Ama bu da bir Beşiktaş gerçeğidir:
‘Mutlu olmak istiyorsan sevdiğinle değil, seni sevenle evlen’ demişler!
Beşiktaşlılar da bu sözü umursamamış, sevdiği ile evlenmiştir…
Zoru seçmiştir!
Tutmuştur sevdiğini kolundan..
Oturtmuştur masaya…
Bir ömür çile çekeceğini bile bile…
Basmıştır nikahı gözü kapalı…
Atmıştır imzayı o deftere!
İşte o gündür bu gündür, Siyah-Beyazlılar için durum, bildiğiniz gibidir!
Son 3 dakikada yenilen 3 golden tutun da son dakika sonuç değişikliklerine kadar.
Takım iyi olsa, yönetim eksiktir; yönetim iyi olsa takım dalgalı denizdedir!
İlginç bir yazgıdır bu…
Bir mutluluk verir, 3 ızdırap…
Son örneği, geçen Yunan maçının sonucudur!
Kendi büyüklüğünün farkında olmayan koca bir dev gibi…
Taraftar vizyonu uzun, yönetimi kısa far yakar!
‘Deryanın içinde olup deryayı bilmeyen balık’ misali…
Bütün bunlar yetmez, bir de karşılarına “Hakemler çıkar”!
“Doğan” görünümlü ‘şahinler’ gibi..
Göğsünün içinde sadece kan pompalayan yürek değil, vicdan taşımalı insan!
O vicdan ki insanın içindeki Tanrı’nın en yakın arkadaşı değil midir?
Bu yüzden, ne kayrılma ne torpil, ne de “Hediye penaltı” istemez Beşiktaşlı!
Her şey adam gibi olsun ister..
“Vurulsam kaybolsam derim,
Çırılçıplak bir kavgada,
Erkekçe olsun isterim,
Dostluk da düşmanlık da..
Hiçbiri olmaz halbuki..”
diyor ya şair.. Onun gibi!
Nehrin kıyısında durup boğulanları seyredenler; bir gün, bir sel de sizi alır götürür!
“Sevemez kimse beni, benim sevdiğim kadar” diyerek haksız puanlar sevinmemeli ve spor ahlakı dışındaki adamlarını savunmamalı insan!!
Peki ne demeli; “Sevemez kimse seni, bizim sevdiğimiz kadar”!
Çünkü bir güzel adam söylemişti.

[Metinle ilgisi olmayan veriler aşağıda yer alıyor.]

impl ApiError {
    /// Create a new API error with the given code and message.
    pub fn new(code: ErrorCode, message: impl Into<String>) -> Self {
        Self {
            code,
            message: message.into(),
            details: None,
        }
    }

    /// Create a new API error with the given code, using the default message.
    pub fn from_code(code: ErrorCode) -> Self {
        Self {
            code,
            message: code.default_message().to_string(),
            details: None,
        }
    }

    /// Add additional details to the error.
    pub fn with_details(mut self, details: serde_json::Value) -> Self {
        self.details = Some(details);
        self
    }

    /// Get the HTTP status code for this error.
    pub fn status_code(&self) -> StatusCode {
        self.code.status_code()
    }

    // ========================================================================
    // Convenience constructors for common errors
    // ========================================================================

    pub fn validation_failed(message: impl Into<String>) -> Self {
        Self::new(ErrorCode::ValidationFailed, message)
    }

    pub fn invalid_input(message: impl Into<String>) -> Self {
        Self::new(ErrorCode::InvalidInput, message)
    }

    pub fn missing_field(field: &str) -> Self {
        Self::new(
            ErrorCode::MissingField,
            format!("Required field '{}' is missing", field),
        )
    }

    pub fn invalid_range(field: &str, min: impl fmt::Display, max: impl fmt::Display) -> Self {
        Self::new(
            ErrorCode::InvalidRange,
            format!("Field '{}' must be between {} and {}", field, min, max),
        )
    }

    /// Create an EntityNotFound error.
    pub fn entity_not_found(entity_type: &str, id: impl fmt::Display) -> Self {
        Self::new(
            ErrorCode::EntityNotFound,
            format!("{} with id {} not found", entity_type, id),
        )
    }

    /// Create a generic not found error with custom message.
    pub fn not_found(message: impl Into<String>) -> Self {
        Self::new(ErrorCode::EntityNotFound, message)
    }

    pub fn train_not_found(train_id: impl fmt::Display) -> Self {
        Self::new(ErrorCode::TrainNotFound, format!("Train {} not found", train_id))
    }

    pub fn booking_not_found(booking_id: impl fmt::Display) -> Self {
        Self::new(
            ErrorCode::BookingNotFound,
            format!("Booking {} not found", booking_id),
        )
    }

    pub fn lobby_not_found(lobby_id: impl fmt::Display) -> Self {
        Self::new(ErrorCode::LobbyNotFound, format!("Lobby {} not found", lobby_id))
    }

    pub fn entity_already_exists(entity_type: &str, detail: impl fmt::Display) -> Self {
        Self::new(
            ErrorCode::EntityAlreadyExists,
            format!("{} already exists: {}", entity_type, detail),
        )
    }

    pub fn state_conflict(message: impl Into<String>) -> Self {
        Self::new(ErrorCode::StateConflict, message)
    }

    pub fn request_timeout() -> Self {
        Self::from_code(ErrorCode::RequestTimeout)
    }

    pub fn internal_error(message: impl Into<String>) -> Self {
        Self::new(ErrorCode::InternalError, message)
    }

    pub fn database_error(message: impl Into<String>) -> Self {
        Self::new(ErrorCode::DatabaseError, message)
    }

    pub fn service_unavailable(message: impl Into<String>) -> Self {
        Self::new(ErrorCode::ServiceUnavailable, message)
    }

    pub fn topology_unknown() -> Self {
        Self::from_code(ErrorCode::TopologyUnknown)
    }
}
//! Realtime relay: fans bus events out to live subscribers of a resource.
//!
//! Each resource id is either inactive (no entry) or active: an entry holding
//! the subscriber set and exactly one relay task bound to the bus on that id.
//! The first attach activates the resource, the last detach tears it down.
//!
//! ```text
//!   bus ──bind(id)──► relay task ──mpsc──► subscriber 1 (socket task)
//!                                 ├──mpsc──► subscriber 2
//!                                 └──mpsc──► subscriber n
//! ```
//!
//! The registry lock is a plain mutex and is never held across an await.
//! Relay tasks only touch their own subscriber set, under its `RwLock`.
//! A subscriber is welcomed only after the relay task has bound the bus, so
//! the welcome line marks the point from which every event reaches it.

use std::collections::HashMap;
use std::fmt;
use std::sync::atomic::{AtomicU64, Ordering};
use std::sync::{Arc, Mutex, RwLock};
use std::time::Duration;

use futures_util::StreamExt;
use switchyard_core::event;
use tokio::sync::mpsc;
use tokio::task::JoinHandle;
use tokio_util::sync::CancellationToken;
use uuid::Uuid;

use crate::bus::EventBus;

#[derive(Debug, Clone, PartialEq, Eq, thiserror::Error)]
pub enum RelayError {
    #[error("Relay for '{resource_id}' unavailable: registry lock poisoned")]
    Poisoned { resource_id: String },
}

// ============================================================================
// CONFIG
// ============================================================================

#[derive(Debug, Clone)]
pub struct RelayConfig {
    /// Messages buffered per subscriber before new ones are dropped for it.
    pub channel_capacity: usize,
    /// First delay before re-binding after the bus binding fails or ends.
    pub rebind_initial: Duration,
    /// Upper bound for the re-bind delay.
    pub rebind_max: Duration,
}

impl Default for RelayConfig {
    fn default() -> Self {
        Self {
            channel_capacity: 64,
            rebind_initial: Duration::from_millis(100),
            rebind_max: Duration::from_secs(5),
        }
    }
}

impl RelayConfig {
    pub fn with_channel_capacity(mut self, capacity: usize) -> Self {
        self.channel_capacity = capacity.max(1);
        self
    }

    /// Delay before the `attempt`-th consecutive re-bind (1-based).
    fn rebind_delay(&self, attempt: u32) -> Duration {
        let factor = 2u32.saturating_pow(attempt.saturating_sub(1).min(16));
        self.rebind_initial.saturating_mul(factor).min(self.rebind_max)
    }
}

// ============================================================================
// SUBSCRIBERS
// ============================================================================

/// Identity of one attached subscriber.
#[derive(Debug, Clone, Copy, PartialEq, Eq, Hash, PartialOrd, Ord)]
pub struct SubscriberId(Uuid);

impl SubscriberId {
    pub fn now_v7() -> Self {
        Self(Uuid::now_v7())
    }
}

impl fmt::Display for SubscriberId {
    fn fmt(&self, f: &mut fmt::Formatter<'_>) -> fmt::Result {
        self.0.fmt(f)
    }
}

/// Subscribers of one resource. Newcomers wait in `pending` until the relay
/// task holds a bus binding; the welcome line is queued as they move to
/// `active`, so any event published after a subscriber saw its welcome is
/// relayed to it.
#[derive(Default)]
struct Members {
    bound: bool,
    active: HashMap<SubscriberId, mpsc::Sender<String>>,
    pending: HashMap<SubscriberId, mpsc::Sender<String>>,
}

impl Members {
    fn welcome(&mut self, resource_id: &str, id: SubscriberId, tx: mpsc::Sender<String>) {
        // Nothing else has been queued on a pending subscriber.
        match tx.try_send(event::welcome(resource_id)) {
            Ok(()) => {
                self.active.insert(id, tx);
            }
            Err(mpsc::error::TrySendError::Full(_)) => {
                tracing::warn!(resource_id, subscriber = %id, "Subscriber queue full before welcome");
                self.active.insert(id, tx);
            }
            Err(mpsc::error::TrySendError::Closed(_)) => {
                tracing::debug!(resource_id, subscriber = %id, "Subscriber closed before welcome");
            }
        }
    }
}

struct Subscription {
    members: RwLock<Members>,
    cancel: CancellationToken,
    task: Mutex<Option<JoinHandle<()>>>,
}

impl Subscription {
    fn new() -> Self {
        Self {
            members: RwLock::new(Members::default()),
            cancel: CancellationToken::new(),
            task: Mutex::new(None),
        }
    }

    fn len(&self) -> usize {
        self.members
            .read()
            .map(|m| m.active.len() + m.pending.len())
            .unwrap_or(0)
    }

    fn add(&self, resource_id: &str, id: SubscriberId, tx: mpsc::Sender<String>) -> Result<(), RelayError> {
        let mut members = self.members.write().map_err(|_| RelayError::Poisoned {
            resource_id: resource_id.to_string(),
        })?;
        if members.bound {
            members.welcome(resource_id, id, tx);
        } else {
            members.pending.insert(id, tx);
        }
        Ok(())
    }

    fn remove(&self, id: &SubscriberId) {
        if let Ok(mut members) = self.members.write() {
            members.active.remove(id);
            members.pending.remove(id);
        }
    }

    /// The relay task now holds a binding: welcome everyone still waiting.
    fn mark_bound(&self, resource_id: &str) -> usize {
        let Ok(mut members) = self.members.write() else {
            return 0;
        };
        members.bound = true;
        let pending: Vec<_> = members.pending.drain().collect();
        let welcomed = pending.len();
        for (id, tx) in pending {
            members.welcome(resource_id, id, tx);
        }
        welcomed
    }

    fn mark_unbound(&self) {
        if let Ok(mut members) = self.members.write() {
            members.bound = false;
        }
    }

    /// Hand `text` to every welcomed subscriber except `skip`. Returns how
    /// many took it.
    fn fan_out(&self, resource_id: &str, text: &str, skip: Option<SubscriberId>) -> usize {
        let mut delivered = 0;
        let mut closed = Vec::new();

        if let Ok(members) = self.members.read() {
            for (id, tx) in members.active.iter() {
                if Some(*id) == skip {
                    continue;
                }
                match tx.try_send(text.to_string()) {
                    Ok(()) => delivered += 1,
                    Err(mpsc::error::TrySendError::Full(_)) => {
                        tracing::warn!(resource_id, subscriber = %id, "Subscriber queue full, message dropped");
                    }
                    Err(mpsc::error::TrySendError::Closed(_)) => closed.push(*id),
                }
            }
        }

        if !closed.is_empty() {
            if let Ok(mut members) = self.members.write() {
                for id in &closed {
                    members.active.remove(id);
                    tracing::debug!(resource_id, subscriber = %id, "Dropped closed subscriber");
                }
            }
        }
        delivered
    }
}

/// One attached subscriber: its id and the receiving end of its queue.
///
/// Dropping the handle detaches it.
pub struct SubscriberHandle {
    resource_id: String,
    id: SubscriberId,
    rx: mpsc::Receiver<String>,
    hub: RelayHub,
}

impl SubscriberHandle {
    pub fn id(&self) -> SubscriberId {
        self.id
    }

    pub fn resource_id(&self) -> &str {
        &self.resource_id
    }

    /// Next message for this subscriber. `None` once the hub dropped it.
    pub async fn recv(&mut self) -> Option<String> {
        self.rx.recv().await
    }

    /// Send `text` to every other subscriber of the same resource.
    pub fn relay_to_peers(&self, text: &str) -> usize {
        self.hub.relay_direct(&self.resource_id, self.id, text)
    }
}

impl Drop for SubscriberHandle {
    fn drop(&mut self) {
        self.hub.detach(&self.resource_id, self.id);
    }
}

// ============================================================================
// HUB
// ============================================================================

struct HubInner {
    bus: Arc<dyn EventBus>,
    config: RelayConfig,
    subscriptions: Mutex<HashMap<String, Arc<Subscription>>>,
    relays_started: AtomicU64,
}

/// Registry of active resources. Cheap to clone.
#[derive(Clone)]
pub struct RelayHub {
    inner: Arc<HubInner>,
}

impl RelayHub {
    pub fn new(bus: Arc<dyn EventBus>, config: RelayConfig) -> Self {
        Self {
            inner: Arc::new(HubInner {
                bus,
                config,
                subscriptions: Mutex::new(HashMap::new()),
                relays_started: AtomicU64::new(0),
            }),
        }
    }

    /// Attach a new subscriber to `resource_id`, activating the resource if
    /// needed. The welcome line is the first message in the returned queue and
    /// is only queued once the relay for the resource is bound to the bus.
    ///
    /// Must be called from within a tokio runtime.
    pub fn attach(&self, resource_id: &str) -> Result<SubscriberHandle, RelayError> {
        let (tx, rx) = mpsc::channel(self.inner.config.channel_capacity);
        let id = SubscriberId::now_v7();

        {
            let mut subscriptions = self.inner.subscriptions.lock().map_err(|_| {
                tracing::error!(resource_id, "Relay registry lock poisoned, subscriber not attached");
                RelayError::Poisoned {
                    resource_id: resource_id.to_string(),
                }
            })?;
            let subscription = subscriptions
                .entry(resource_id.to_string())
                .or_insert_with(|| self.activate(resource_id));
            if let Err(e) = subscription.add(resource_id, id, tx) {
                tracing::error!(resource_id, error = %e, "Subscriber not attached");
                if subscription.len() == 0 {
                    if let Some(subscription) = subscriptions.remove(resource_id) {
                        subscription.cancel.cancel();
                    }
                }
                return Err(e);
            }
        }

        tracing::info!(resource_id, subscriber = %id, "Subscriber attached");
        Ok(SubscriberHandle {
            resource_id: resource_id.to_string(),
            id,
            rx,
            hub: self.clone(),
        })
    }

    /// Spawn the relay task for a resource going active. Called under the
    /// registry lock, so at most one task exists per resource id.
    fn activate(&self, resource_id: &str) -> Arc<Subscription> {
        let subscription = Arc::new(Subscription::new());
        let handle = tokio::spawn(run_relay(
            resource_id.to_string(),
            Arc::clone(&self.inner.bus),
            Arc::clone(&subscription),
            self.inner.config.clone(),
        ));
        if let Ok(mut task) = subscription.task.lock() {
            *task = Some(handle);
        }
        self.inner.relays_started.fetch_add(1, Ordering::Relaxed);
        tracing::info!(resource_id, "Relay activated");
        subscription
    }

    /// Remove a subscriber. Returns `true` if that was the last one and the
    /// resource went inactive.
    pub fn detach(&self, resource_id: &str, id: SubscriberId) -> bool {
        let Ok(mut subscriptions) = self.inner.subscriptions.lock() else {
            return false;
        };
        let Some(subscription) = subscriptions.get(resource_id) else {
            return false;
        };

        subscription.remove(&id);
        tracing::info!(resource_id, subscriber = %id, "Subscriber detached");

        if subscription.len() > 0 {
            return false;
        }

        if let Some(subscription) = subscriptions.remove(resource_id) {
            subscription.cancel.cancel();
            tracing::info!(resource_id, "Relay deactivated");
        }
        true
    }

    /// Send `text` to every subscriber of `resource_id` except `from`,
    /// bypassing the bus. Returns the number of subscribers reached.
    pub fn relay_direct(&self, resource_id: &str, from: SubscriberId, text: &str) -> usize {
        let subscription = match self.inner.subscriptions.lock() {
            Ok(subscriptions) => subscriptions.get(resource_id).cloned(),
            Err(_) => None,
        };
        subscription
            .map(|s| s.fan_out(resource_id, text, Some(from)))
            .unwrap_or(0)
    }

    /// Number of active resources, equal to the number of relay tasks.
    pub fn active_relays(&self) -> usize {
        self.inner.subscriptions.lock().map(|s| s.len()).unwrap_or(0)
    }

    pub fn subscriber_count(&self, resource_id: &str) -> usize {
        self.inner
            .subscriptions
            .lock()
            .ok()
            .and_then(|s| s.get(resource_id).map(|sub| sub.len()))
            .unwrap_or(0)
    }

    pub fn total_subscribers(&self) -> usize {
        self.inner
            .subscriptions
            .lock()
            .map(|s| s.values().map(|sub| sub.len()).sum())
            .unwrap_or(0)
    }

    /// Relay tasks spawned since the hub was created.
    pub fn relays_started(&self) -> u64 {
        self.inner.relays_started.load(Ordering::Relaxed)
    }

    /// Cancel every relay task and forget all subscribers.
    pub fn shutdown(&self) {
        if let Ok(mut subscriptions) = self.inner.subscriptions.lock() {
            for (resource_id, subscription) in subscriptions.drain() {
                subscription.cancel.cancel();
                if let Ok(mut task) = subscription.task.lock() {
                    if let Some(handle) = task.take() {
                        handle.abort();
                    }
                }
                tracing::debug!(resource_id, "Relay stopped on shutdown");
            }
        }
    }
}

Adı Süleyman, soyadı Seba olan:
İyi insan olmadan iyi Beşiktaşlı olunmaz..!!
Neyse, iyi bir adam daha vardı, o da öldü! Sadece sporun değil tüm dünyanın başı sağ olsun!
Sevgili İlhan Söyler, sana da güle güle..
Biz de maçın ikinci yarısını oynuyoruz, buluşmak üzere...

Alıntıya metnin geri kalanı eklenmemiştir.